Responsible Transparency as a practice reduces hypocrisy, and according to scripture, elevates God, for in our weakness,we are strong. Unfortunately, to teach it correctly requires I practice it and sometimes that means sharing not just my weaknesses in terms of sin, but also in terms of struggle. Since 2013 my family has lived in nearly constant struggle, so I quit blogging–writing altogether actually. But time and circumstance, and the unyielding fury of the blazing hurricane that is the Holy Spirit have brought me here to be transparent. Hold on tight.
In 2013, at the end of their Freshman year of High School, my eldest child was diagnosed with Anxiety Disorder with Panic Disorder, and Gender Dysphoria. We were already looking at colleges, including some pretty heavy hitters like Rice and Columbia. All of us, including The Eldest had been busily planning the future when suddenly, the future changed.
The panic disorder was so severe that it forced my child to leave public school and changed our lifestyle. The Gender Dysphoria changed everything else.
Now, before we find an argument between the “God doesn’t make mistakes” people and the “transgender is a natural thing, not a mental health issue” people, lets get a few things straight. First of all, Gender Dysphoria is not the same as Gender Nonconformity. Dysphoria is the diagnosis for folks who can’t cope with their nonconformity. Secondly, it has an amazingly high suicide rate, especially among presenting teenagers. Thirdly, God doesn’t cause it any more than He causes cancer. To sum up: obviously it is a mental illness; there are actually Gender Noncomforming people (scripture seems to support that thought); and if you think everything in creation is working correctly, you have bad theology, if you blame it on God you have worse theology. I should also add, it’s my kid, and I will love them until the last day of entropy and beyond, doing everything in my power to give a shot at a normal, healed life, whatever that looks like. Now that is good theology.

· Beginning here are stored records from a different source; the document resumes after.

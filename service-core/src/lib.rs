//! service-core: Shared infrastructure for the Tech Processing portal services.
pub mod config;
pub mod error;
pub mod middleware;
pub mod observability;

pub use axum;
pub use serde;
pub use serde_json;
pub use tokio;
pub use tower;
pub use tower_http;
pub use tracing;
pub use validator;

My kid, we will say “F” for now, was assigned female at birth. I use that term because that is what they requested if I wrote about it. Now they are presenting as male. Sort of. It’s much more complicated and maybe I will blog about that another time. Mental illness in your children is a scorched earth kind of experience; more so when the name and identity you gave them becomes part of the driving force behind the disease, so they discard them out of necessity. I can’t explain it to you except to say that you feel like you are losing everything, almost like the child that you remember has died, almost, and been replaced by a different person. Now you love the new person because you know who it is……but there is so much lost…so many things that you can’t remember without pain and grief. And that is with my child handling it in the most loving way imaginable, by choosing a new name that fit our family pattern and meant largely the same thing as their given birth name. I can’t imagine how hard it would be otherwise.
And ultimately, by bits, you adjust, because to not give support and push them towards the abyss of depression and suicide is unthinkable and unloving. You pray and consult scripture if you are of the Faith. You educate yourself. You sit under the teaching of the Holy Spirit and begin to understand how little you really understand. You cry, a lot, hopefully with your loving partner who is on the same page with you. And then you just step out on faith because you can do nothing else.
Some of our Christian brothers and sisters have prayed with us, been supportive, wrapped their arms around us and done everything they knew to do. Some of them have looked at us sidelong, wondering who sinned, the child or the parents, that this happened; as if Karin and I haven’t second guessed every decision for the past 18 years. No one said that of course, that would break the hypocrisy rules, (see above), but I’ve known some of them and the Church for a long time and can read the signs. I see the nasty remarks on Facebook and read the “Christian” shots taken at Jenner and the LGBTQ community with a more personal understanding and anger than ever before.And I was already angry.
Fortunately, “F” and I and Karin have both held on to our faith and trust that God knows what He’s doing. That’s all for now on that subject.